Creamy Carrot Soup

background Layer 1 background Layer 1 background Layer 1 (0.0 / 5)
  • 10m Prep Time
  • 25m Cook Time
  • 35m Ready In
  • Cuisine : World
  • Course : Soup or Dip

A creamy carrot soup with cumin, ginger, and fresh chives, perfect for summer carrot season. Pureed until smooth and served with a garnish of chives and pepitas.


Ingredients

Servings:
(7 servings) Units:
  • 1/2 cup unsalted butter
  • 1/2 cup yellow onion chopped
  • 1/2 cup celery chopped
  • 10 carrots sliced
  • 2 cup chicken stock
  • 2 tsp cumin
  • 1 tsp ground ginger
  • 1/2 tsp ground white pepper
  • 2 cup heavy cream
  • Kosher salt
  • fresh chives or green onions chopped
  • toasted pepitas

Nutrition (per serving, estimated)

Estimated based off 8 of 12 identified ingredients (per 100 g food data, scaled by amount).

Energy
337 cal
Protein
4.7 g
Carbohydrate
21.9 g
Fiber
5.44 g
Sugars
10.9 g
Sodium
241 mg
Total fat
26.8 g
Saturated fat
16.4 g
Monounsaturated fat
7.35 g
Polyunsaturated fat
1.4 g
Vitamins & minerals
  • Calcium: 93.9 mg
  • Iron: 0.94 mg
  • Magnesium: 30.2 mg
  • Phosphorus: 110 mg
  • Potassium: 723 mg
  • Zinc: 0.67 mg

Let's Prepare

Collect

Gather these ingredients — no prep needed yet.

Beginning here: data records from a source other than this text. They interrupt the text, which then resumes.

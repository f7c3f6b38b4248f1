use serde::Deserialize;

use crate::event::{FieldPath, FieldValue, LogEvent, MAX_FIELD_DEPTH};

/// Repeated-field position selector.
#[derive(Debug, Clone, Copy, PartialEq, Eq, Deserialize)]
#[serde(rename_all = "snake_case")]
pub enum Position {
    First,
    Last,
    All,
    Any,
}

/// A declarative field selector tree, the unit of metric configuration.
///
/// The root's `field` is the atom id; child fields are 1-based indices into
/// the atom's field tree. A position on a node selects among occurrences of
/// a repeated field.
#[derive(Debug, Clone, Deserialize)]
pub struct FieldSelector {
    pub field: i32,
    #[serde(default)]
    pub position: Option<Position>,
    #[serde(default)]
    pub children: Vec<FieldSelector>,
}

impl FieldSelector {
    /// A selector with no children, for a simple top-level field.
    pub fn simple(atom_id: i32, field: i32) -> Self {
        Self {
            field: atom_id,
            position: None,
            children: vec![Self {
                field,
                position: None,
                children: Vec::new(),
            }],
        }
    }

    /// Whether any node in the tree carries the given position.
    pub fn has_position(&self, position: Position) -> bool {
        self.position == Some(position) || self.children.iter().any(|c| c.has_position(position))
    }

    /// Whether any positioned node is a leaf, i.e. the selector slices a
    /// primitive repeated field.
    fn has_positioned_leaf(&self) -> bool {
        (self.position.is_some() && self.children.is_empty())
            || self.children.iter().any(FieldSelector::has_positioned_leaf)
    }
}

/// Dimensions over an ALL position or a primitive repeated field cannot be
/// factored into a shared path prefix and must serialize as full trees.
pub fn should_use_nested_dimensions(selector: &FieldSelector) -> bool {
    selector.has_position(Position::All) || selector.has_positioned_leaf()
}

/// Clears the level-1 position byte; the fallback comparison for ALL.
const CLEAR_LEVEL1_POSITION: u32 = 0xffff_00ff;

/// A compiled selector leaf: a target path plus the mask deciding which
/// path-word bits are significant for the match.
#[derive(Debug, Clone, Copy, PartialEq, Eq)]
pub struct Matcher {
    path: FieldPath,
    mask: i32,
}

impl Matcher {
    pub fn new(path: FieldPath, mask: i32) -> Self {
        Self { path, mask }
    }

    pub fn path(&self) -> &FieldPath {
        &self.path
    }

    pub fn mask(&self) -> i32 {
        self.mask
    }

    fn raw_mask_at(&self, depth: usize) -> u8 {
        (((self.mask as u32) >> (16 - 8 * depth.min(MAX_FIELD_DEPTH))) & 0xff) as u8
    }

    /// An ALL-position matcher produces one extract per occurrence.
    pub fn has_all_position(&self) -> bool {
        self.path.depth() >= 1 && self.path.raw_pos_at(1) == 0 && self.raw_mask_at(1) == 0x7f
    }

    /// Tests a concrete field path against this matcher.
    pub fn matches(&self, path: &FieldPath) -> bool {
        if path.tag() != self.path.tag() {
            return false;
        }
        let word = path.path_word() as u32;
        let mask = self.mask as u32;
        let want = self.path.path_word() as u32;
        if word & mask == want {
            return true;
        }
        // ALL wildcards the occurrence byte instead of pinning it.
        self.has_all_position() && (word & (mask & CLEAR_LEVEL1_POSITION)) == want
    }
}

/// Compiles a selector tree into one matcher per leaf, depth first.
pub fn translate_field_selector(selector: &FieldSelector) -> Vec<Matcher> {
    let mut out = Vec::new();
    let mut pos = [0u8; 3];
    let mut mask = [0x7fu8; 3];
    for child in &selector.children {
        translate_node(selector.field, child, 0, &mut pos, &mut mask, &mut out);
    }
    out
}

fn translate_node(
    tag: i32,
    node: &FieldSelector,
    depth: usize,
    pos: &mut [u8; 3],
    mask: &mut [u8; 3],
    out: &mut Vec<Matcher>,
) {
    if depth > MAX_FIELD_DEPTH {
        return;
    }
    pos[depth] = node.field as u8;
    mask[depth] = 0x7f;

    let mut depth = depth;
    if let Some(position) = node.position {
        depth += 1;
        if depth > MAX_FIELD_DEPTH {
            return;
        }
        match position {
            Position::All => {
                pos[depth] = 0x00;
                mask[depth] = 0x7f;
            }
            Position::Any => {
                pos[depth] = 0x00;
                mask[depth] = 0x00;
            }
            Position::First => {
                pos[depth] = 0x01;
                mask[depth] = 0x7f;
            }
            Position::Last => {
                pos[depth] = 0x80;
                mask[depth] = 0x80;
            }
        }
    }

    if node.children.is_empty() {
        out.push(Matcher::new(
            FieldPath::new(tag, &pos[..=depth], depth),
            encode_mask(mask, depth),
        ));
    } else {
        for child in &node.children {
            translate_node(tag, child, depth + 1, pos, mask, out);
        }
    }
}

fn encode_mask(mask: &[u8; 3], depth: usize) -> i32 {
    let mut word = 0xff00_0000u32 | (u32::from(mask[0]) << 16);
    if depth >= 1 {
        word |= u32::from(mask[1]) << 8;
    }
    if depth >= 2 {
        word |= u32::from(mask[2]);
    }
    word as i32
}

/// Filters an event's values through a matcher set, preserving event order.
///
/// Matched output paths are masked with the matcher mask so occurrence
/// wildcards collapse to a canonical form. Returns `None` iff some non-ALL
/// matcher matched nothing; for ALL, zero occurrences is a valid empty
/// extract.
pub fn filter_values(matchers: &[Matcher], values: &[FieldValue]) -> Option<Vec<FieldValue>> {
    let mut out = Vec::new();
    let mut matched = vec![false; matchers.len()];
    for value in values {
        for (i, matcher) in matchers.iter().enumerate() {
            if matcher.matches(&value.path) {
                let mut fv = value.clone();
                fv.path
                    .set_path_word(((value.path.path_word() as u32) & (matcher.mask() as u32)) as i32);
                out.push(fv);
                matched[i] = true;
            }
        }
    }
    for (i, matcher) in matchers.iter().enumerate() {
        if !matched[i] && !matcher.has_all_position() {
            return None;
        }
    }
    Some(out)
}

/// Extracts the first value matching a single matcher, path untouched.
/// ALL matchers cannot produce a single value and are rejected.
pub fn filter_first_value(matcher: &Matcher, values: &[FieldValue]) -> Option<FieldValue> {
    if matcher.has_all_position() {
        return None;
    }
    values.iter().find(|v| matcher.matches(&v.path)).cloned()
}

/// Projects an event into an output value vector, matcher-major order.
pub fn filter_gauge_values(matchers: &[Matcher], values: &[FieldValue]) -> Vec<FieldValue> {
    let mut out = Vec::new();
    for matcher in matchers {
        for value in values {
            if matcher.matches(&value.path) {
                out.push(value.clone());
            }
        }
    }
    out
}

/// Position lattice used by subset checks: FIRST and LAST are both subsets
/// of ALL; ANY is a subset only of itself.
#[derive(Debug, Clone, Copy, PartialEq, Eq)]
enum PositionClass {
    None,
    First,
    Last,
    All,
    Any,
}

fn position_class(matcher: &Matcher) -> PositionClass {
    if matcher.path.depth() == 0 {
        return PositionClass::None;
    }
    match (matcher.path.raw_pos_at(1), matcher.raw_mask_at(1)) {
        (0x00, 0x00) => PositionClass::Any,
        (0x00, 0x7f) => PositionClass::All,
        (0x01, 0x7f) => PositionClass::First,
        (0x80, 0x80) => PositionClass::Last,
        _ => PositionClass::None,
    }
}

fn position_covers(sub: PositionClass, sup: PositionClass) -> bool {
    sub == sup
        || ((sub == PositionClass::First || sub == PositionClass::Last)
            && sup == PositionClass::All)
}

fn matcher_covered_by(sub: &Matcher, sup: &Matcher) -> bool {
    if sub.path.tag() != sup.path.tag()
        || sub.path.depth() != sup.path.depth()
        || sub.path.index_at(0) != sup.path.index_at(0)
    {
        return false;
    }
    if sub.path.depth() == 2 && sub.path.index_at(2) != sup.path.index_at(2) {
        return false;
    }
    position_covers(position_class(sub), position_class(sup))
}

/// Whether every matcher in `sub` is covered by some matcher in `sup`.
pub fn subset_dimensions(sub: &[Matcher], sup: &[Matcher]) -> bool {
    sub.iter()
        .all(|a| sup.iter().any(|b| matcher_covered_by(a, b)))
}

/// Verdict from the matcher wizard for a delivered event.
#[derive(Debug, Clone)]
pub enum MatchResult {
    /// Matched; optionally with a transformed copy to aggregate instead.
    Matched(Option<LogEvent>),
    NotMatched,
}

/// Shared evaluator mapping (event, matcher index) to a match verdict.
pub trait MatcherWizard: Send + Sync {
    fn match_log_event(&self, event: &LogEvent, matcher_index: usize) -> MatchResult;
}

/// Table-driven wizard matching purely on atom id.
pub struct StaticMatcherWizard {
    matchers: Vec<Vec<i32>>,
}

impl StaticMatcherWizard {
    /// One entry per matcher index, each a list of accepted atom ids.
    pub fn new(matchers: Vec<Vec<i32>>) -> Self {
        Self { matchers }
    }
}

impl MatcherWizard for StaticMatcherWizard {
    fn match_log_event(&self, event: &LogEvent, matcher_index: usize) -> MatchResult {
        match self.matchers.get(matcher_index) {
            Some(atom_ids) if atom_ids.contains(&event.atom_id()) => MatchResult::Matched(None),
            _ => MatchResult::NotMatched,
        }
    }
}
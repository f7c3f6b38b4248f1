use std::collections::HashMap;

use serde::Deserialize;

use crate::dimension::HashableDimensionKey;
use crate::event::FieldValue;
use crate::matcher::{filter_values, translate_field_selector, FieldSelector, Matcher};

/// Tri-valued condition state.
#[derive(Debug, Clone, Copy, PartialEq, Eq)]
pub enum ConditionState {
    True,
    False,
    Unknown,
}

impl ConditionState {
    pub fn is_true(self) -> bool {
        self == ConditionState::True
    }
}

impl From<bool> for ConditionState {
    fn from(met: bool) -> Self {
        if met {
            ConditionState::True
        } else {
            ConditionState::False
        }
    }
}

/// Per-condition lookup keys for a sliced condition query.
pub type ConditionKey = HashMap<i64, HashableDimensionKey>;

/// Shared evaluator resolving a (condition index, key) pair to a state.
pub trait ConditionWizard: Send + Sync {
    /// `partial_links` is set when the metric's links do not cover every
    /// dimension the condition tracker slices by.
    fn query(
        &self,
        condition_index: usize,
        keys: &ConditionKey,
        partial_links: bool,
    ) -> ConditionState;
}

/// Declarative link tying fields of the matched event to fields of a
/// sliced condition's dimensions.
#[derive(Debug, Clone, Deserialize)]
pub struct MetricConditionLink {
    pub condition_id: i64,
    pub fields_in_what: FieldSelector,
    pub fields_in_condition: FieldSelector,
}

/// A link compiled to matcher form.
#[derive(Debug, Clone)]
pub struct CompiledConditionLink {
    pub condition_id: i64,
    pub fields_in_what: Vec<Matcher>,
    pub fields_in_condition: Vec<Matcher>,
}

impl CompiledConditionLink {
    pub fn compile(link: &MetricConditionLink) -> Self {
        Self {
            condition_id: link.condition_id,
            fields_in_what: translate_field_selector(&link.fields_in_what),
            fields_in_condition: translate_field_selector(&link.fields_in_condition),
        }
    }
}

/// Builds the condition lookup key for one link: extracts the linked fields
/// from the event, then rewrites each extracted path to the condition side
/// so the wizard can match it against its own dimension keys. The rewrite
/// only applies when the extraction arity matches the link.
pub fn dimension_for_condition(
    event_values: &[FieldValue],
    link: &CompiledConditionLink,
) -> HashableDimensionKey {
    let mut extracted = filter_values(&link.fields_in_what, event_values).unwrap_or_default();
    if extracted.len() == link.fields_in_condition.len() {
        for (value, matcher) in extracted.iter_mut().zip(&link.fields_in_condition) {
            value.path.set_tag(matcher.path().tag());
            value.path.set_path_word(matcher.path().path_word());
        }
    }
    HashableDimensionKey::new(extracted)
}

#[cfg(test)]
mod tests {
    use super::*;
    use crate::event::{LogEvent, Value};
    use crate::matcher::Position;

    fn link() -> CompiledConditionLink {
        CompiledConditionLink::compile(&MetricConditionLink {
            condition_id: 77,
            fields_in_what: FieldSelector {
                field: 10,
                position: None,
                children: vec![FieldSelector {
                    field: 1,
                    position: Some(Position::Any),
                    children: vec![FieldSelector {
                        field: 1,
                        position: None,
                        children: Vec::new(),
                    }],
                }],
            },
            fields_in_condition: FieldSelector {
                field: 27,
                position: None,
                children: vec![FieldSelector {
                    field: 2,
                    position: Some(Position::Last),
                    children: vec![FieldSelector {
                        field: 2,
                        position: None,
                        children: Vec::new(),
                    }],
                }],
            },
        })
    }

    #[test]
    fn test_link_compilation_masks() {
        let compiled = link();
        assert_eq!(compiled.fields_in_what.len(), 1);
        assert_eq!(compiled.fields_in_what[0].path().path_word(), 0x0201_0001);
        assert_eq!(compiled.fields_in_what[0].mask() as u32, 0xff7f_007f);
        assert_eq!(
            compiled.fields_in_condition[0].path().path_word(),
            0x0202_8002
        );
        assert_eq!(compiled.fields_in_condition[0].mask() as u32, 0xff7f_807f);
    }

    #[test]
    fn test_dimension_for_condition_rewrites_to_condition_side() {
        let mut event = LogEvent::new(10, 0, 0, 12345);
        event.write_attribution_chain(&[(1111, "loc1")]);
        event.write_string("some value");

        let key = dimension_for_condition(event.values(), &link());
        assert_eq!(key.values().len(), 1);
        assert_eq!(key.values()[0].path.tag(), 27);
        assert_eq!(key.values()[0].path.path_word(), 0x0202_8002);
        assert_eq!(key.values()[0].value, Value::Int(1111));
    }

    #[test]
    fn test_dimension_for_condition_arity_mismatch_keeps_extraction() {
        let mut event = LogEvent::new(10, 0, 0, 12345);
        event.write_string("no chain");

        // Nothing matches the ANY link; the key stays empty instead of
        // being rewritten.
        let key = dimension_for_condition(event.values(), &link());
        assert!(key.values().is_empty());
    }

    #[test]
    fn test_condition_state_from_bool() {
        assert_eq!(ConditionState::from(true), ConditionState::True);
        assert_eq!(ConditionState::from(false), ConditionState::False);
        assert!(ConditionState::True.is_true());
        assert!(!ConditionState::Unknown.is_true());
    }
}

  • 1/2 cup unsalted butter
  • 2 cup chicken stock
  • 2 tsp cumin
  • 1 tsp ground ginger
  • 1/2 tsp ground white pepper
  • 2 cup heavy cream
  • Kosher salt
  • toasted pepitas

Prepare

  • Chop 1/2 cup yellow onion
  • Chop 1/2 cup celery
  • Slice 10 carrots
  • Chop fresh chives or green onions

Let's Cook

  1. Step 1.

    Melt ½ cup (1 stick) unsalted butter in a large saucepan over medium heat.

  2. Step 2.

    Add ½ cup chopped yellow onion and ½ cup chopped celery; cook until tender, about 5 minutes, stirring occasionally.

  3. Step 3.

    Add 10 medium carrots (sliced), 2 cups chicken stock, and enough water to cover the vegetables. Bring to a boil.

  4. Step 4.

    Stir in 2 teaspoons cumin, 1 teaspoon ground ginger, and ½ teaspoon ground white pepper. Reduce heat to a simmer, cover, and cook until the carrots are tender, about 15 minutes.

  5. Step 5.

    Transfer the soup in batches to a blender (or use an immersion blender directly in the pot) and puree until smooth.

  6. Step 6.

    Return the pureed soup to the saucepan, reheat over medium heat, and stir in 2 cups heavy cream. Season to taste with kosher salt.

  7. Step 7.

    Ladle the soup into bowls and garnish with chopped fresh chives or green onions and toasted pepitas.